Records excerpted from a collection:

********************

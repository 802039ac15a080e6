//! Scripted HTTP endpoint for dispatch tests
//!
//! Each request is answered with the next scripted reply (the last one
//! repeats) and recorded. Every response carries `Connection: close`.

use std::{
    collections::VecDeque,
    net::SocketAddr,
    sync::{
        Arc,
        atomic::{AtomicBool, Ordering},
    },
    time::Duration,
};

use tokio::{
    io::{AsyncReadExt, AsyncWriteExt},
    net::{TcpListener, TcpStream},
    sync::Mutex,
    time::timeout,
};

/// One request as the server saw it
#[derive(Debug, Clone, PartialEq, Eq)]
pub struct CapturedRequest {
    pub method: String,
    pub path: String,
    pub content_type: Option<String>,
    pub body: String,
}

impl CapturedRequest {
    /// `application/x-www-form-urlencoded` fields, in wire order
    pub fn form_fields(&self) -> Vec<(String, String)> {
        self.body
            .split('&')
            .filter_map(|pair| pair.split_once('='))
            .map(|(name, value)| (name.to_string(), value.replace('+', " ")))
            .collect()
    }
}

#[derive(Debug, Clone)]
struct Reply {
    status: u16,
    body: String,
}

#[derive(Default)]
struct State {
    script: VecDeque<Reply>,
    last: Option<Reply>,
    requests: Vec<CapturedRequest>,
}

pub struct MockHttpServer {
    addr: SocketAddr,
    state: Arc<Mutex<State>>,
    shutdown: Arc<AtomicBool>,
}

impl MockHttpServer {
    /// Starts a server answering with `replies` in order
    pub async fn start(replies: &[(u16, &str)]) -> Result<Self, std::io::Error> {
        let listener = TcpListener::bind("127.0.0.1:0").await?;
        let addr = listener.local_addr()?;

        let state = Arc::new(Mutex::new(State {
            script: replies
                .iter()
                .map(|&(status, body)| Reply {
                    status,
                    body: body.to_string(),
                })
                .collect(),
            ..State::default()
        }));
        let shutdown = Arc::new(AtomicBool::new(false));

        let state_clone = Arc::clone(&state);
        let shutdown_clone = Arc::clone(&shutdown);
        tokio::spawn(async move {
            while !shutdown_clone.load(Ordering::Relaxed) {
                let accept_result = timeout(Duration::from_millis(100), listener.accept()).await;
                if let Ok(Ok((stream, _peer))) = accept_result {
                    let state = Arc::clone(&state_clone);
                    tokio::spawn(async move {
                        if let Err(e) = Self::handle(stream, state).await {
                            tracing::debug!("Mock HTTP client error: {e}");
                        }
                    });
                }
            }
        });

        Ok(Self {
            addr,
            state,
            shutdown,
        })
    }

    pub fn url(&self, path: &str) -> String {
        format!("http://{}{path}", self.addr)
    }

    pub async fn requests(&self) -> Vec<CapturedRequest> {
        self.state.lock().await.requests.clone()
    }

    pub fn shutdown(&self) {
        self.shutdown.store(true, Ordering::Relaxed);
    }

    async fn handle(mut stream: TcpStream, state: Arc<Mutex<State>>) -> std::io::Result<()> {
        let mut buffer = Vec::new();
        let mut chunk = [0u8; 4096];

        let header_end = loop {
            if let Some(position) = buffer.windows(4).position(|w| w == b"\r\n\r\n") {
                break position + 4;
            }
            let n = stream.read(&mut chunk).await?;
            if n == 0 {
                return Ok(());
            }
            buffer.extend_from_slice(&chunk[..n]);
        };

        let head = String::from_utf8_lossy(&buffer[..header_end]).into_owned();
        let mut lines = head.split("\r\n");
        let mut request_line = lines.next().unwrap_or_default().split(' ');
        let method = request_line.next().unwrap_or_default().to_string();
        let path = request_line.next().unwrap_or_default().to_string();

        let mut content_length = 0;
        let mut content_type = None;
        for line in lines {
            if let Some((name, value)) = line.split_once(':') {
                let value = value.trim();
                if name.eq_ignore_ascii_case("content-length") {
                    content_length = value.parse().unwrap_or(0);
                } else if name.eq_ignore_ascii_case("content-type") {
                    content_type = Some(value.to_string());
                }
            }
        }

        while buffer.len() < header_end + content_length {
            let n = stream.read(&mut chunk).await?;
            if n == 0 {
                break;
            }
            buffer.extend_from_slice(&chunk[..n]);
        }
        let body_end = buffer.len().min(header_end + content_length);
        let body = String::from_utf8_lossy(&buffer[header_end..body_end]).into_owned();

        let reply = {
            let mut state = state.lock().await;
            state.requests.push(CapturedRequest {
                method,
                path,
                content_type,
                body,
            });
            let next = state.script.pop_front().or_else(|| state.last.clone());
            state.last.clone_from(&next);
            next.unwrap_or(Reply {
                status: 500,
                body: String::new(),
            })
        };

        let response = format!(
            "HTTP/1.1 {} Scripted\r\nContent-Type: application/json\r\nContent-Length: {}\r\nConnection: close\r\n\r\n{}",
            reply.status,
            reply.body.len(),
            reply.body
        );
        stream.write_all(response.as_bytes()).await?;
        stream.shutdown().await
    }
}
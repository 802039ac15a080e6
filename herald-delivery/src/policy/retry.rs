use std::{num::NonZeroU32, ops::Range, time::Duration};

use herald_common::config::BackoffSettings;
use serde::{Deserialize, Serialize};

use crate::error::InvalidRetryBudget;

/// Number of backoff units to wait after failed attempt `attempt`
/// (0-based): `2^attempt`, saturating at `u64::MAX`.
#[must_use]
pub const fn backoff_units(attempt: u32) -> u64 {
    2u64.saturating_pow(attempt)
}

/// Maps attempt indices onto sleep durations.
#[derive(Debug, Clone, Copy, PartialEq, Eq)]
pub struct Backoff {
    unit: Duration,
}

impl Backoff {
    #[must_use]
    pub const fn new(unit: Duration) -> Self {
        Self { unit }
    }

    #[must_use]
    pub const fn unit(&self) -> Duration {
        self.unit
    }

    /// How long to sleep after failed attempt `attempt` before the next one.
    #[must_use]
    pub fn delay(&self, attempt: u32) -> Duration {
        let units = u32::try_from(backoff_units(attempt)).unwrap_or(u32::MAX);
        self.unit.saturating_mul(units)
    }
}

impl Default for Backoff {
    fn default() -> Self {
        BackoffSettings::default().into()
    }
}

impl From<BackoffSettings> for Backoff {
    fn from(settings: BackoffSettings) -> Self {
        Self::new(settings.unit())
    }
}

/// Total number of attempts a delivery call may make, always at least one.
#[derive(Debug, Clone, Copy, PartialEq, Eq, Serialize, Deserialize)]
#[serde(try_from = "u32", into = "u32")]
pub struct RetryBudget(NonZeroU32);

impl RetryBudget {
    /// `None` for a zero budget.
    #[must_use]
    pub const fn new(attempts: u32) -> Option<Self> {
        match NonZeroU32::new(attempts) {
            Some(attempts) => Some(Self(attempts)),
            None => None,
        }
    }

    #[must_use]
    pub const fn get(self) -> u32 {
        self.0.get()
    }

    /// Attempt indices `0..budget`.
    #[must_use]
    pub const fn attempts(self) -> Range<u32> {
        0..self.0.get()
    }

    /// Whether `attempt` is the last one the budget allows.
    #[must_use]
    pub const fn is_final(self, attempt: u32) -> bool {
        attempt.saturating_add(1) >= self.0.get()
    }
}

impl Default for RetryBudget {
    fn default() -> Self {
        Self(NonZeroU32::MIN.saturating_add(2))
    }
}

impl TryFrom<u32> for RetryBudget {
    type Error = InvalidRetryBudget;

    fn try_from(attempts: u32) -> Result<Self, Self::Error> {
        Self::new(attempts).ok_or(InvalidRetryBudget)
    }
}

impl From<RetryBudget> for u32 {
    fn from(budget: RetryBudget) -> Self {
        budget.get()
    }
}
//! Error types for the SMTP client.

use std::io;

use thiserror::Error;

/// Errors that can occur when talking to a relay.
///
/// Reply codes are not errors at this level: a `550` is returned as a
/// [`Response`](super::Response) and classified by the caller.
#[derive(Error, Debug)]
pub enum ClientError {
    /// IO error occurred during network operations.
    #[error("IO error: {0}")]
    Io(#[from] io::Error),

    /// Failed to parse an SMTP response from the server.
    #[error("Failed to parse SMTP response: {0}")]
    ParseError(String),

    /// TLS/SSL error occurred.
    #[error("TLS error: {0}")]
    TlsError(String),

    /// A message could not be assembled.
    #[error("Invalid message: {0}")]
    MessageError(String),

    /// Connection was closed unexpectedly.
    #[error("Connection closed unexpectedly")]
    ConnectionClosed,

    /// UTF-8 decoding error.
    #[error("UTF-8 error: {0}")]
    Utf8Error(#[from] std::str::Utf8Error),
}

/// Specialized `Result` type for SMTP client operations.
pub type Result<T> = std::result::Result<T, ClientError>;
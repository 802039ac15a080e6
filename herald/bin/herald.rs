use std::process::ExitCode;

use clap::Parser;
use herald::{Config, cli::Cli};

#[tokio::main]
async fn main() -> anyhow::Result<ExitCode> {
    herald_common::logging::init();

    let cli = Cli::parse();
    let mut config = Config::load(cli.config.as_deref())?;
    config.pool = config.pool.with_overrides(|name| std::env::var(name).ok())?;

    let outcome = cli.run(config).await?;
    println!("{}", serde_json::to_string_pretty(&outcome)?);

    Ok(if outcome.succeeded() {
        ExitCode::SUCCESS
    } else {
        ExitCode::FAILURE
    })
}
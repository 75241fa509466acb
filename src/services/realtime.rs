//! Realtime-authorization contract and an in-process hub.
//!
//! The realtime subsystem needs a bearer token before private channels can
//! be joined. `RealtimeHub` holds the current token for in-process channel
//! consumers and refuses updates once closed.

use std::sync::Mutex;

use async_trait::async_trait;
use tracing::{debug, info};

use crate::error::RealtimeError;

/// Entry point the session store uses to (re)authorize realtime channels.
#[async_trait]
pub trait RealtimeAuthorizer: Send + Sync {
    /// Set the bearer token used for realtime channel access.
    async fn set_auth(&self, token: &str) -> Result<(), RealtimeError>;
}

// =============================================================================
// HUB
// =============================================================================

#[derive(Default)]
pub struct RealtimeHub {
    inner: Mutex<HubInner>,
}

#[derive(Default)]
struct HubInner {
    token: Option<String>,
    authorizations: u64,
    closed: bool,
}

impl RealtimeHub {
    #[must_use]
    pub fn new() -> Self {
        Self::default()
    }

    /// Bearer token currently in force.
    #[must_use]
    pub fn token(&self) -> Option<String> {
        self.lock().token.clone()
    }

    /// Count of accepted `set_auth` calls.
    #[cfg(test)]
    pub(crate) fn authorizations(&self) -> u64 {
        self.lock().authorizations
    }

    /// Drop the token and reject further authorization.
    pub fn close(&self) {
        let mut inner = self.lock();
        inner.closed = true;
        inner.token = None;
        info!("realtime hub closed");
    }

    fn lock(&self) -> std::sync::MutexGuard<'_, HubInner> {
        self.inner
            .lock()
            .unwrap_or_else(std::sync::PoisonError::into_inner)
    }
}

#[async_trait]
impl RealtimeAuthorizer for RealtimeHub {
    async fn set_auth(&self, token: &str) -> Result<(), RealtimeError> {
        if token.is_empty() {
            return Err(RealtimeError::EmptyToken);
        }
        let mut inner = self.lock();
        if inner.closed {
            return Err(RealtimeError::Closed);
        }
        inner.token = Some(token.to_owned());
        inner.authorizations += 1;
        debug!(authorizations = inner.authorizations, "realtime token updated");
        Ok(())
    }
}
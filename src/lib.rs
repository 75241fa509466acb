//! webhookmail: session glue for the inbox front end.
//!
//! ARCHITECTURE
//! ============
//! Two independent pieces share this crate:
//! - [`identity`] tags every request with an anonymous per-browser id.
//! - [`services::session_sync`] mirrors identity-provider sessions into
//!   observable state and keeps the realtime subsystem authorized.

pub mod config;
pub mod error;
pub mod identity;
pub mod routes;
pub mod services;
pub mod state;
//! Anonymous per-browser identity: cookie middleware and extractor.
//!
//! SYSTEM CONTEXT
//! ==============
//! Every request carries a stable anonymous identity, independent of login
//! state. `tag_identity` reads it from the `userid` cookie (minting a fresh
//! UUID when absent), exposes it to handlers via request extensions, and
//! issues the cookie on the first visit only.

use std::fmt;

use axum::extract::{FromRequestParts, Request, State};
use axum::http::StatusCode;
use axum::http::request::Parts;
use axum::middleware::Next;
use axum::response::{IntoResponse, Response};
use axum_extra::extract::cookie::{Cookie, CookieJar};
use serde::Serialize;
use tracing::{debug, error};
use uuid::Uuid;

pub const IDENTITY_COOKIE: &str = "userid";

/// Opaque anonymous identity for one browser.
#[derive(Debug, Clone, PartialEq, Eq, Serialize)]
#[serde(transparent)]
pub struct Identity(String);

impl Identity {
    /// Mint a fresh random identity.
    #[must_use]
    pub fn generate() -> Self {
        Self(Uuid::new_v4().to_string())
    }

    #[must_use]
    pub fn as_str(&self) -> &str {
        &self.0
    }

    fn from_jar(jar: &CookieJar) -> Option<Self> {
        jar.get(IDENTITY_COOKIE)
            .map(Cookie::value)
            .filter(|value| !value.is_empty())
            .map(|value| Self(value.to_owned()))
    }
}

impl fmt::Display for Identity {
    fn fmt(&self, f: &mut fmt::Formatter<'_>) -> fmt::Result {
        f.write_str(&self.0)
    }
}

/// Attributes applied to the identity cookie.
#[derive(Debug, Clone, Copy, Default)]
pub struct CookiePolicy {
    pub secure: bool,
}

// =============================================================================
// MIDDLEWARE
// =============================================================================

/// Resolve the request identity, run the inner service, and set the cookie on first visit.
///
/// The downstream response passes through unchanged apart from the added
/// `Set-Cookie` header.
pub async fn tag_identity(
    State(policy): State<CookiePolicy>,
    jar: CookieJar,
    mut request: Request,
    next: Next,
) -> Response {
    let existing = Identity::from_jar(&jar);
    let first_visit = existing.is_none();
    let identity = existing.unwrap_or_else(Identity::generate);

    request.extensions_mut().insert(identity.clone());
    let response = next.run(request).await;

    if !first_visit {
        return response;
    }

    debug!(userid = %identity, "issuing identity cookie");
    let cookie = Cookie::build((IDENTITY_COOKIE, identity.0))
        .path("/")
        .http_only(true)
        .secure(policy.secure);
    (CookieJar::new().add(cookie), response).into_response()
}

// =============================================================================
// EXTRACTOR
// =============================================================================

impl<S> FromRequestParts<S> for Identity
where
    S: Send + Sync,
{
    type Rejection = StatusCode;

    async fn from_request_parts(parts: &mut Parts, _state: &S) -> Result<Self, Self::Rejection> {
        parts.extensions.get::<Self>().cloned().ok_or_else(|| {
            error!("identity requested on a route without the identity middleware");
            StatusCode::INTERNAL_SERVER_ERROR
        })
    }
}

#[cfg(test)]
#[path = "identity_test.rs"]
mod tests;
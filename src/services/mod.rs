//! Session services used by HTTP routes and the startup lifecycle.
//!
//! ARCHITECTURE
//! ============
//! The provider and realtime modules define the two external seams as
//! traits; `session_sync` owns the state that bridges them so route
//! handlers only ever read snapshots.

pub mod provider;
pub mod realtime;
pub mod session;
pub mod session_sync;
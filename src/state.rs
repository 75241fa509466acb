//! Shared application state.
//!
//! DESIGN
//! ======
//! `AppState` is injected into Axum handlers via the `State` extractor.
//! It is built once in `main` from explicitly constructed parts; nothing
//! here is a process-global.

use std::sync::Arc;

use tokio::sync::Mutex;

use crate::config::AppConfig;
use crate::identity::Identity;
use crate::services::provider::LocalIdentityProvider;
use crate::services::session_sync::SessionSyncStore;

/// Handler state. Cloned per request, so every field is shared.
#[derive(Clone)]
pub struct AppState {
    pub config: Arc<AppConfig>,
    /// Read side of session/user state.
    pub sessions: SessionSyncStore,
    /// Write side: sessions handed over by the browser SDK land here.
    pub provider: Arc<LocalIdentityProvider>,
    /// Browser that handed over the current session, if any.
    pub session_owner: Arc<Mutex<Option<Identity>>>,
}

impl AppState {
    #[must_use]
    pub fn new(config: AppConfig, sessions: SessionSyncStore, provider: Arc<LocalIdentityProvider>) -> Self {
        Self { config: Arc::new(config), sessions, provider, session_owner: Arc::new(Mutex::new(None)) }
    }
}

// =============================================================================
// TEST HELPERS
// =============================================================================

#[cfg(test)]
pub mod test_helpers {
    use super::*;
    use crate::services::realtime::RealtimeHub;
    use crate::services::session_sync::{SyncHandle, TracingDiagnostics};

    /// Live pieces behind a test `AppState`. Keep `handle` alive for the test's duration.
    pub struct TestApp {
        pub state: AppState,
        pub realtime: Arc<RealtimeHub>,
        pub handle: SyncHandle,
    }

    /// Build an `AppState` over a local provider and realtime hub.
    pub async fn test_app(config: AppConfig) -> TestApp {
        let provider = Arc::new(LocalIdentityProvider::new());
        let realtime = Arc::new(RealtimeHub::new());
        let (sessions, handle) = SessionSyncStore::start(provider.clone(), realtime.clone(), Arc::new(TracingDiagnostics))
            .await
            .expect("local provider never fails");
        TestApp { state: AppState::new(config, sessions, provider), realtime, handle }
    }
}

#[cfg(test)]
mod tests {
    use super::*;

    #[tokio::test]
    async fn test_app_starts_signed_out() {
        let app = test_helpers::test_app(AppConfig::default()).await;
        assert!(app.state.sessions.current_session().is_none());
        assert!(app.realtime.token().is_none());
        assert_eq!(app.state.provider.subscriber_count(), 1);
    }

    #[tokio::test]
    async fn clones_share_config() {
        let app = test_helpers::test_app(AppConfig::default()).await;
        let clone = app.state.clone();
        assert!(Arc::ptr_eq(&clone.config, &app.state.config));
        assert!(Arc::ptr_eq(&clone.session_owner, &app.state.session_owner));
    }
}
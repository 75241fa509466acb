use super::*;

// =============================================================================
// Session
// =============================================================================

#[test]
fn realtime_token_present_for_non_empty_token() {
    let session = Session::new("tok1", None);
    assert_eq!(session.realtime_token(), Some("tok1"));
}

#[test]
fn realtime_token_absent_for_empty_token() {
    let session = Session::new("", Some(User::new("u1")));
    assert_eq!(session.realtime_token(), None);
}

#[test]
fn user_id_follows_user_field() {
    assert_eq!(Session::new("t", Some(User::new("u2"))).user_id(), Some("u2"));
    assert_eq!(Session::new("t", None).user_id(), None);
}

// =============================================================================
// user_of
// =============================================================================

#[test]
fn user_of_absent_session_is_absent() {
    assert_eq!(user_of(None), None);
}

#[test]
fn user_of_session_without_user_is_absent() {
    let session = Session::new("tok", None);
    assert_eq!(user_of(Some(&session)), None);
}

#[test]
fn user_of_session_with_user_clones_it() {
    let session = Session::new("tok", Some(User::new("u1")));
    assert_eq!(user_of(Some(&session)).map(|u| u.id), Some("u1".to_owned()));
}

// =============================================================================
// serde
// =============================================================================

#[test]
fn session_deserializes_minimal_payload() {
    let session: Session = serde_json::from_str(r#"{"access_token":"tok1","user":{"id":"u2"}}"#).unwrap();
    assert_eq!(session.access_token, "tok1");
    assert_eq!(session.refresh_token, None);
    assert_eq!(session.expires_at, None);
    let user = session.user.unwrap();
    assert_eq!(user.id, "u2");
    assert_eq!(user.email, None);
    assert!(user.metadata.as_object().is_some_and(serde_json::Map::is_empty));
}

#[test]
fn session_serialize_omits_absent_optionals() {
    let session = Session::new("tok", None);
    let value = serde_json::to_value(&session).unwrap();
    assert_eq!(value["access_token"], "tok");
    assert!(value.get("refresh_token").is_none());
    assert!(value.get("expires_at").is_none());
    assert!(value["user"].is_null());
}

#[test]
fn session_missing_access_token_is_rejected() {
    assert!(serde_json::from_str::<Session>(r#"{"user":{"id":"u1"}}"#).is_err());
}
//! Session, user, and change-event types shared by the provider and the store.
//!
//! DESIGN
//! ======
//! A `Session` is a snapshot. Providers emit a fresh value on every change
//! and consumers replace what they hold; nothing mutates a session in place.
//! The user is always derived from the session it arrived with.

use serde::{Deserialize, Serialize};

/// Authenticated principal attached to a session.
#[derive(Debug, Clone, PartialEq, Eq, Serialize, Deserialize)]
pub struct User {
    /// Provider-assigned user identifier.
    pub id: String,
    #[serde(default, skip_serializing_if = "Option::is_none")]
    pub email: Option<String>,
    /// Free-form profile fields (display name, avatar, ...).
    #[serde(default = "empty_metadata")]
    pub metadata: serde_json::Value,
}

impl User {
    #[must_use]
    pub fn new(id: impl Into<String>) -> Self {
        Self { id: id.into(), email: None, metadata: empty_metadata() }
    }
}

fn empty_metadata() -> serde_json::Value {
    serde_json::Value::Object(serde_json::Map::new())
}

/// A time-bounded login issued by the identity provider.
#[derive(Debug, Clone, PartialEq, Eq, Serialize, Deserialize)]
pub struct Session {
    pub access_token: String,
    #[serde(default, skip_serializing_if = "Option::is_none")]
    pub refresh_token: Option<String>,
    /// Expiry as unix seconds, when the provider reports one.
    #[serde(default, skip_serializing_if = "Option::is_none")]
    pub expires_at: Option<i64>,
    #[serde(default)]
    pub user: Option<User>,
}

impl Session {
    #[must_use]
    pub fn new(access_token: impl Into<String>, user: Option<User>) -> Self {
        Self { access_token: access_token.into(), refresh_token: None, expires_at: None, user }
    }

    /// Token to forward to the realtime subsystem. `None` when empty.
    #[must_use]
    pub fn realtime_token(&self) -> Option<&str> {
        Some(self.access_token.as_str()).filter(|t| !t.is_empty())
    }

    /// ID of the attached user, if any.
    #[must_use]
    pub fn user_id(&self) -> Option<&str> {
        self.user.as_ref().map(|u| u.id.as_str())
    }
}

/// Derive the current user from an optional session.
#[must_use]
pub fn user_of(session: Option<&Session>) -> Option<User> {
    session.and_then(|s| s.user.clone())
}

/// Why the provider emitted a change. Informational only.
#[derive(Debug, Clone, Copy, PartialEq, Eq)]
pub enum AuthEventKind {
    InitialSession,
    SignedIn,
    SignedOut,
    TokenRefreshed,
    UserUpdated,
}

/// A session-changed notification pushed by an identity provider.
#[derive(Debug, Clone, PartialEq, Eq)]
pub struct AuthEvent {
    pub kind: AuthEventKind,
    pub session: Option<Session>,
}

impl AuthEvent {
    #[must_use]
    pub fn new(kind: AuthEventKind, session: Option<Session>) -> Self {
        Self { kind, session }
    }
}

#[cfg(test)]
#[path = "session_test.rs"]
mod tests;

********************

WORK ORDER: Your answer must be the lines above, unchanged, from the first one through the line that holds "in wire order", inclusive, and no others.

OUTPUT BELOW:
repository 802039ac15a080e6
//! Scripted HTTP endpoint for dispatch tests
//!
//! Each request is answered with the next scripted reply (the last one
//! repeats) and recorded. Every response carries `Connection: close`.

use std::{
    collections::VecDeque,
    net::SocketAddr,
    sync::{
        Arc,
        atomic::{AtomicBool, Ordering},
    },
    time::Duration,
};

use tokio::{
    io::{AsyncReadExt, AsyncWriteExt},
    net::{TcpListener, TcpStream},
    sync::Mutex,
    time::timeout,
};

/// One request as the server saw it
#[derive(Debug, Clone, PartialEq, Eq)]
pub struct CapturedRequest {
    pub method: String,
    pub path: String,
    pub content_type: Option<String>,
    pub body: String,
}

impl CapturedRequest {
    /// `application/x-www-form-urlencoded` fields, in wire order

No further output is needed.